God must hate horror conventions. I’ve been to shows where attendance was hindered by hurricanes, a tornado and now the first bad snowstorm of the season. It’s as if the Big Guy/Gal upstairs doesn’t want legions of horror fans to hobnob with their favorite celebrities. It’s as if horror fans were ill-fated to never meet Robin Curtis (“Star Trek III: The Search for Spock”), Mike Quinn (“Return of the Jedi”) or Chase Masterson (“Star Trek: Deep Space Nine”). Or even J.R. Bookwalter (“The Dead Next Door”) for that matter!
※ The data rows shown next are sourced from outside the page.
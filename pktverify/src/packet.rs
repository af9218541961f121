// SPDX-License-Identifier: Apache-2.0
// Copyright Open Network Fabric Authors

//! Dissected packets.
//!
//! A [`Packet`] is the dissector's view of one captured frame: an ordered
//! list of protocol [`Layer`]s, each a multimap from field names to the raw
//! occurrences of that field. Typed access goes through the field registry
//! in [`crate::layer_fields`].

use crate::addrs::{EthAddr, ExtAddr, Ipv6Addr};
use crate::bytes::Bytes;
use crate::errors::VerifyError;
use crate::expr::Expr;
use crate::layer_fields::{self, FieldError};
use crate::value::{FieldValue, Vars};
use ordermap::OrderMap;
use std::fmt::Display;
use tracing::{debug, info, warn};

use tracectl::trace_target;
trace_target!("packet", LevelFilter::INFO, &["pktverify"]);

/// One occurrence of a field: the dissector's display value and, when
/// available, the hex of the bytes it was decoded from.
#[derive(Debug, Clone, PartialEq, Eq)]
pub struct RawField {
    pub show: String,
    pub raw: Option<String>,
}

impl RawField {
    #[must_use]
    pub fn new(show: impl Into<String>, raw: Option<String>) -> Self {
        Self {
            show: show.into(),
            raw,
        }
    }
}

/// A protocol layer and the fields dissected from it (including the fields
/// of protocols nested in its subtree).
#[derive(Debug, Clone, Default, PartialEq, Eq)]
pub struct Layer {
    name: String,
    fields: OrderMap<String, Vec<RawField>>,
}

impl Layer {
    #[must_use]
    pub fn new(name: impl Into<String>) -> Self {
        Self {
            name: name.into(),
            fields: OrderMap::new(),
        }
    }

    #[must_use]
    pub fn name(&self) -> &str {
        &self.name
    }

    /// Append an occurrence of a field.
    pub fn push(&mut self, uri: impl Into<String>, field: RawField) {
        self.fields.entry(uri.into()).or_default().push(field);
    }

    /// All occurrences of a field, in dissection order.
    #[must_use]
    pub fn get(&self, uri: &str) -> Option<&[RawField]> {
        self.fields.get(uri).map(Vec::as_slice)
    }

    pub fn fields(&self) -> impl Iterator<Item = (&str, &[RawField])> {
        self.fields.iter().map(|(k, v)| (k.as_str(), v.as_slice()))
    }

    /// Returns true if a field named `path` or nested under `path.` exists.
    #[must_use]
    pub fn has_path(&self, path: &str) -> bool {
        self.fields.keys().any(|k| {
            k.strip_prefix(path)
                .is_some_and(|rest| rest.is_empty() || rest.starts_with('.'))
        })
    }
}

/// A captured and dissected packet.
#[derive(Debug, Clone, PartialEq)]
pub struct Packet {
    index: usize,
    number: usize,
    sniff_timestamp: f64,
    layers: Vec<Layer>,
}

impl Packet {
    /// Create a packet. `index` is the 0-based position in the capture,
    /// `number` the dissector's 1-based frame number.
    #[must_use]
    pub fn new(index: usize, number: usize, sniff_timestamp: f64, layers: Vec<Layer>) -> Self {
        Self {
            index,
            number,
            sniff_timestamp,
            layers,
        }
    }

    #[must_use]
    pub fn index(&self) -> usize {
        self.index
    }

    #[must_use]
    pub fn number(&self) -> usize {
        self.number
    }

    /// Capture time, seconds since the epoch.
    #[must_use]
    pub fn sniff_timestamp(&self) -> f64 {
        self.sniff_timestamp
    }

    #[must_use]
    pub fn layers(&self) -> &[Layer] {
        &self.layers
    }

    /// Every layer with the given name, outermost first.
    pub fn layers_named<'a>(&'a self, name: &'a str) -> impl Iterator<Item = &'a Layer> + 'a {
        self.layers.iter().filter(move |l| l.name == name)
    }

    #[must_use]
    pub fn has_layer(&self, name: &str) -> bool {
        self.layers.iter().any(|l| l.name == name)
    }

    /// Returns true if the packet was captured on the 802.15.4 medium.
    #[must_use]
    pub fn wpan(&self) -> bool {
        self.has_layer("wpan")
    }

    /// Returns true if the packet was captured on the ethernet backbone.
    #[must_use]
    pub fn eth(&self) -> bool {
        self.has_layer("eth")
    }

    /// Decode a field, failing on unknown names and undecodable values.
    ///
    /// # Errors
    ///
    /// See [`FieldError`].
    pub fn try_field(&self, uri: &str) -> Result<FieldValue, FieldError> {
        layer_fields::get_layer_field(self, uri)
    }

    /// Decode a field; failures are logged and read as [`FieldValue::Null`].
    #[must_use]
    pub fn field(&self, uri: &str) -> FieldValue {
        self.try_field(uri).unwrap_or_else(|e| {
            warn!("packet #{}: {e}", self.number);
            FieldValue::Null
        })
    }

    /// Returns true if the field or field container is present.
    #[must_use]
    pub fn exists(&self, uri: &str) -> bool {
        layer_fields::check_layer_field_exists(self, uri).unwrap_or_else(|e| {
            warn!("packet #{}: {e}", self.number);
            false
        })
    }

    #[must_use]
    pub fn int(&self, uri: &str) -> Option<i128> {
        self.field(uri).as_int()
    }

    /// Integer elements of a list field (a scalar reads as one element).
    #[must_use]
    pub fn ints(&self, uri: &str) -> Vec<i128> {
        match self.field(uri) {
            FieldValue::List(items) | FieldValue::Set(items) => {
                items.iter().filter_map(FieldValue::as_int).collect()
            }
            other => other.as_int().into_iter().collect(),
        }
    }

    #[must_use]
    pub fn str_field(&self, uri: &str) -> Option<String> {
        match self.field(uri) {
            FieldValue::Str(s) => Some(s),
            _ => None,
        }
    }

    #[must_use]
    pub fn ext_addr(&self, uri: &str) -> Option<ExtAddr> {
        self.field(uri).as_ext_addr()
    }

    #[must_use]
    pub fn eth_addr(&self, uri: &str) -> Option<EthAddr> {
        self.field(uri).as_eth_addr()
    }

    #[must_use]
    pub fn ipv6(&self, uri: &str) -> Option<Ipv6Addr> {
        self.field(uri).as_ipv6()
    }

    #[must_use]
    pub fn bytes(&self, uri: &str) -> Option<Bytes> {
        match self.field(uri) {
            FieldValue::Bytes(b) => Some(b),
            _ => None,
        }
    }

    /// Check a condition on this packet.
    ///
    /// # Errors
    ///
    /// Returns [`VerifyError::VerificationFailed`] (after dumping the
    /// packet) when the condition does not hold.
    pub fn must_verify(
        &self,
        what: &str,
        cond: impl FnOnce(&Packet) -> bool,
    ) -> Result<&Self, VerifyError> {
        if cond(self) {
            Ok(self)
        } else {
            self.show();
            Err(VerifyError::VerificationFailed {
                number: self.number,
                reason: what.to_string(),
            })
        }
    }

    /// Check a filter expression on this packet.
    ///
    /// # Errors
    ///
    /// Fails if the expression does not compile or does not hold.
    pub fn must_verify_expr(&self, source: &str, vars: &Vars) -> Result<&Self, VerifyError> {
        let expr = Expr::compile(source, vars)?;
        self.must_verify(source, |p| expr.matches(p))
    }

    /// Dump the packet layers and raw fields.
    pub fn show(&self) {
        info!("{self}");
        for layer in &self.layers {
            info!("  layer {}:", layer.name);
            for (uri, occurrences) in layer.fields() {
                for occ in occurrences {
                    match &occ.raw {
                        Some(raw) => info!("    {uri} = {} ({raw})", occ.show),
                        None => info!("    {uri} = {}", occ.show),
                    }
                }
            }
        }
    }

    /// Log the decoded value of every registered field present in the packet.
    pub fn debug_fields(&self) {
        for layer in &self.layers {
            for (uri, _) in layer.fields() {
                if layer_fields::is_layer_field(uri) {
                    debug!("#{} {uri} = {}", self.number, self.field(uri));
                }
            }
        }
    }
}

impl Display for Packet {
    fn fmt(&self, f: &mut std::fmt::Formatter<'_>) -> std::fmt::Result {
        write!(f, "#{} @{:.6} ", self.number, self.sniff_timestamp)?;
        let mut first = true;
        for layer in &self.layers {
            if layer.name == "frame" {
                continue;
            }
            if !first {
                write!(f, "/")?;
            }
            first = false;
            write!(f, "{}", layer.name)?;
        }
        Ok(())
    }
}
And so it came to pass that Amy Lynn Best (“Severe Injuries”) and I braved the snowstorm, plummeting temperatures and Ohio itself to venture to Youngstown for the first annual Dark X-Mas horror convention. Amy was an official guest, and, as with most cons like this, I was her official lackey. (Hey, nobody’s coming to see me – who wants to see a weasely little journalist when there’s a hot chick behind the table?)

Opting to leave early to get a jump on the pending storm, it wasn’t the snow that prevented us from arriving at our destination, it was the directions. Apparently – and this was a common complaint over the course of the weekend – the address on the show’s official site was incorrect. In fact, the address on the hotel’s official site was incorrect. To make matters worse, the Youngstown Inn is hidden behind a Comfort Inn and is not visible from the street. We, like a dozen others, drove past the place three or four times before we finally found the place. Happily, the hotel was clean, well organized and staffed with friendly people. This latter is the most important. I’ve been at shows where the convention was at literal war with the staff and owners for the entire weekend.

We arrived just as the snow began to fall. It stopped around three AM Saturday morning. That didn’t stop the show from going on Friday, though. About two dozen courageous souls trooped out to the convention’s premiere. They were greeted warmly – it was about eighty degrees in those rooms.

Now, Amy has learned the benefits from arriving to shows early. Within minutes, she was swooped upon by Drago from Ask For It Productions – a prop-making coalition based out of Minnesota – who wanted to encase her in a corset. Immediately following that, Navarre from Pendragon Armor wanted to drape her in chain mail. Tight leather, heavy metal nightgown – such choices!

In terms of organization, Dark X-Mas suffered from many of the same problems as a lot of first-time cons: so many things come up at the last minute that there’s no way to anticipate them all. Questions like “how do I announce the Q&A sessions and screenings?” and “Where the hell did all this snow come from?” Coordinator Travis Bowen was immediately bombarded with requests, complaints, criticisms, suggestions and insults. Then I let someone else talk to him.

The biggest complaint seemed to be the lack of a bar. Well, there was a bar. There was just no alcohol in there. It was therefore bereft of bartender. I’m not sure what the deal was, though I’d heard it had something to do with insurance that the con couldn’t pay. Thanks to fine folks like the Hero Headquarters guys, it wasn’t a dry con, however, and there was a virtual wet bar beneath the “Project: Valkyrie” table. The room was being utilized for the Q&As and screenings, so it didn’t go to waste, per ce.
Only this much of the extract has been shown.